#### DATA FOR THE TASK ####

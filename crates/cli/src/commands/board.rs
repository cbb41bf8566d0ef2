// SPDX-License-Identifier: BUSL-1.1
// Copyright (c) 2026 Alfred Jean LLC

//! `ty board` - show the task board grouped by status.

use anyhow::Result;

use crate::client::DaemonClient;
use crate::output::OutputFormat;
use crate::table::{Column, Table};

pub async fn handle(client: &DaemonClient, format: OutputFormat) -> Result<()> {
    let columns = client.board().await?;

    match format {
        OutputFormat::Json => {
            println!("{}", serde_json::to_string_pretty(&columns)?);
        }
        OutputFormat::Text => {
            let mut any = false;
            for column in &columns {
                if column.tasks.is_empty() {
                    continue;
                }
                any = true;
                println!("{}", crate::color::header(&format!("{} ({})", column.status, column.tasks.len())));

                let mut table = Table::new(vec![
                    Column::right("ID"),
                    Column::left("TITLE").with_max(50),
                    Column::left("PROJECT"),
                    Column::left("EXECUTOR"),
                ]);
                for task in &column.tasks {
                    let title = if task.pinned { format!("\u{2605} {}", task.title) } else { task.title.clone() };
                    table.row(vec![task.id.to_string(), title, task.project.clone(), task.executor.clone()]);
                }
                table.render(&mut std::io::stdout());
                println!();
            }
            if !any {
                println!("No tasks.");
            }
        }
    }

    Ok(())
}
impl HasErrorKind for StoreError {
    fn kind(&self) -> ty_core::ErrorKind {
        use ty_core::ErrorKind as K;
        match self {
            StoreError::TaskNotFound(_) | StoreError::AttachmentNotFound(_) => K::NotFound,
            StoreError::Invalid(_) | StoreError::IllegalTransition { .. } => K::Invalid,
            StoreError::Wal(_) | StoreError::Snapshot(_) | StoreError::Checkpoint(_) => K::Internal,
            StoreError::Io(_) => K::Io,
            StoreError::Json(_) => K::Internal,
        }
    }
}

/// Filter for `list_tasks`.
#[derive(Debug, Clone, Default)]
pub struct TaskFilter {
    pub status: Option<TaskStatus>,
    pub project: Option<String>,
    pub kind: Option<TaskType>,
    pub since: Option<chrono::DateTime<Utc>>,
    pub limit: Option<usize>,
    /// When false (the default), `Done`/`Archived`/`Failed` tasks are excluded
    /// from the board view.
    pub include_closed: bool,
}

/// Partial update for `update_task`. Status is deliberately not a field here:
/// every status transition goes through its dedicated method so the state
/// machine is enforced in one place.
#[derive(Debug, Clone, Default)]
pub struct TaskPatch {
    pub title: Option<String>,
    pub body: Option<String>,
    pub kind: Option<Option<TaskType>>,
    pub executor: Option<String>,
    pub dangerous_mode: Option<bool>,
    pub scheduled_at: Option<Option<chrono::DateTime<Utc>>>,
    pub recurrence: Option<Option<ty_core::Recurrence>>,
    pub worktree_path: Option<Option<String>>,
    pub branch_name: Option<Option<String>>,
    pub port: Option<Option<u16>>,
    pub session_id: Option<Option<String>>,
    pub mux_session: Option<Option<String>>,
    pub mux_window_id: Option<Option<String>>,
    pub agent_pane_id: Option<Option<String>>,
    pub shell_pane_id: Option<Option<String>>,
    pub idle_grace_log_size: Option<Option<u64>>,
}

type Subscriber = Box<dyn Fn(&EventRecord) + Send + Sync>;

struct Inner {
    wal: Wal,
    state: MaterializedState,
    projects: HashMap<String, Project>,
    subscribers: Vec<Subscriber>,
}

/// Synchronous facade over the event-sourced storage layer.
pub struct Store {
    inner: Mutex<Inner>,
    data_dir: PathBuf,
}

####

-- WHAT YOU NEED TO DO --
List the lines of the entries that include "Internal".

-- RESPONSE FOR THIS EXERCISE --
            StoreError::Wal(_) | StoreError::Snapshot(_) | StoreError::Checkpoint(_) => K::Internal,
            StoreError::Json(_) => K::Internal,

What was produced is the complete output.